Furious and frustrated, Grandpa Joe decides to give Wonka’s “competitor” Mr. Slugworth an everlasting gobstopper from the factory, but Charlie knows in his heart that it’s wrong and decides to do the right thing. He approaches Wonka, leaves the Gobstopper on his desk, and walks away. For the first time all day, someone demonstrated the values that Willy Wonka had been looking for and trying to hammer home with lesson after lesson.

“So shines a good deed in a weary world,” exclaims Wonka, who declares Charlie the winner and apologizes for putting him through all of the tests and training to reach this moment. Slugworth, the competition, enters the room and reveals himself as Wonka’s colleague, undercover to test the employees and see if they would fall for the bribe.

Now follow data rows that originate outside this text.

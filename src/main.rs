// src/main.rs
use anyhow::Context;
use clap::{Parser, Subcommand, ValueEnum};
use std::path::PathBuf;
use std::sync::Arc;
use tracing::info;
use tracing_subscriber::{layer::SubscriberExt, util::SubscriberInitExt, EnvFilter};

use attendance_tracker::config::{AppConfig, RunKind};
use attendance_tracker::runner::ReportRunner;
use attendance_tracker::scheduler::run_scheduler;

#[derive(Parser)]
#[command(name = "attendance-tracker", about = "Attendance reporting pipeline")]
struct Cli {
    /// Path to the JSON configuration file.
    #[arg(short, long, default_value = "attendance.json")]
    config: PathBuf,

    #[command(subcommand)]
    command: Command,
}

#[derive(Clone, Copy, Debug, ValueEnum)]
enum RunMode {
    /// Morning report for every group.
    Morning,
    /// End-of-day report, sheet sync and notification emails.
    Eod,
    /// Every scheduled report for today, in order.
    Complete,
}

#[derive(Subcommand)]
enum Command {
    /// Run today's report once and exit.
    Run {
        #[arg(long, value_enum, default_value_t = RunMode::Morning)]
        mode: RunMode,
    },
    /// Rebuild the current week's attendance sheet and exit.
    Weekly,
    /// Run forever, firing reports on their configured schedule.
    Schedule,
}

#[tokio::main]
async fn main() -> anyhow::Result<()> {
    dotenv::dotenv().ok();

    tracing_subscriber::registry()
        .with(EnvFilter::try_from_default_env().unwrap_or_else(|_| EnvFilter::new("info")))
        .with(tracing_subscriber::fmt::layer())
        .init();

    let cli = Cli::parse();

    let config = AppConfig::load(&cli.config)
        .with_context(|| format!("Failed to load config from {}", cli.config.display()))?;
    let tz = config.tz().context("Invalid timezone")?;
    let schedule = config.report_schedule();

    let runner = ReportRunner::new(config)
        .await
        .context("Failed to initialize report runner")?;

    match cli.command {
        Command::Run { mode } => {
            let all_groups: Vec<String> = schedule
                .entries
                .iter()
                .find(|e| e.kind == RunKind::EndOfDay)
                .map(|e| e.groups.clone())
                .unwrap_or_default();

            match mode {
                RunMode::Morning => runner.run_groups(&all_groups, RunKind::Morning).await?,
                RunMode::Eod => runner.run_groups(&all_groups, RunKind::EndOfDay).await?,
                RunMode::Complete => runner.run_complete().await?,
            }
            info!("Run complete");
        }
        Command::Weekly => {
            let date = runner.today();
            runner.run_weekly(date).await?;
            info!("Weekly sheet update complete");
        }
        Command::Schedule => {
            run_scheduler(Arc::new(runner), schedule, tz).await?;
        }
    }

    Ok(())
}
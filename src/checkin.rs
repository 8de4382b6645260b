// src/checkin.rs
use chrono::{DateTime, NaiveDate, TimeZone};
use chrono_tz::Tz;
use std::collections::HashMap;
use tracing::warn;

use crate::classify::parse_wall_clock;
use crate::roster::normalize_email;
use crate::webwork::DailyTimeline;

/// Reduce a day's timeline payload to the earliest check-in per employee,
/// keyed by normalized email.
///
/// Each `beginDatetime` is a `HH:MM` wall-clock combined with the target
/// date in the configured timezone. Malformed time strings are skipped
/// with a warning; a missing or malformed payload yields an empty map so
/// one bad upstream response never crashes a scheduled run. The caller is
/// responsible for treating "no data" as a failed fetch where that
/// distinction matters.
pub fn earliest_check_ins(
    payload: &DailyTimeline,
    target_date: NaiveDate,
    tz: Tz,
) -> HashMap<String, DateTime<Tz>> {
    let mut first_entries: HashMap<String, DateTime<Tz>> = HashMap::new();

    for report in &payload.date_report {
        let Some(email) = &report.email else { continue };
        let email = normalize_email(email);

        for project in &report.projects {
            for task in &project.tasks {
                for entry in &task.time_entries {
                    let Some(raw) = &entry.begin_datetime else {
                        continue;
                    };
                    let Some(time) = parse_wall_clock(raw) else {
                        warn!("Skipping unparseable begin time '{}' for {}", raw, email);
                        continue;
                    };
                    let local = target_date.and_time(time);
                    let Some(instant) = tz.from_local_datetime(&local).single() else {
                        warn!(
                            "Begin time '{}' for {} is ambiguous or invalid in {}; skipping",
                            raw, email, tz
                        );
                        continue;
                    };

                    first_entries
                        .entry(email.clone())
                        .and_modify(|current| {
                            if instant < *current {
                                *current = instant;
                            }
                        })
                        .or_insert(instant);
                }
            }
        }
    }

    first_entries
}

His methods turned out to be ahead of their time. Today, some companies send fake phishing scam emails internally to employees as one way of testing the effectiveness of their digital media risk training. The goal, back then and today, is to make sure employees are ready before a real criminal gets to them.

“I had to test you, Charlie. And you passed the test.”

Willy Wonka, Grandpa Joe and Charlie Bucket head toward the Great Glass Wonkavator, where the true prize is revealed.

WONKA: “I can’t go on forever, and I don’t really want to try. So, who can I trust to run the factory when I leave and take care of the Oompa Loompas for me?  Not a grown up. A grown up would want to do everything his own way, not mine. That’s why I decided a long time ago I had to find a child. A very honest, loving child to whom I can tell all my most precious candy making secrets.”

So there you have it. Charlie demonstrates trust and honesty, resists the temptations of bribery despite coming from a poor family who could use the money, and lives the values that Wonka believes in. Which brings me back to my original question.

Would Willy Wonka be a good compliance officer? Under his leadership, his team is constantly trying to set a good example for the new hires in their organization. When they do something wrong, the Oompa Loompas explicitly explain why that behavior was wrong with short, catchy, engaging musical numbers that certainly captivate my attention. His methods may be a bit unconventional and perhaps the culture at The Willy Wonka Candy Company isn’t a fit for everyone, but if I’m a regulator trying to judge the effectiveness of his program, I’d be hard-pressed to criticize it. Employees are trained in a number of unique, hands-on ways about the code of conduct, taking the values of beliefs of the company off the page and into real life. If they fail to make the right decision, they’re told what they did wrong.

If they make the right decisions and act with integrity, the rewards can be pretty sweet.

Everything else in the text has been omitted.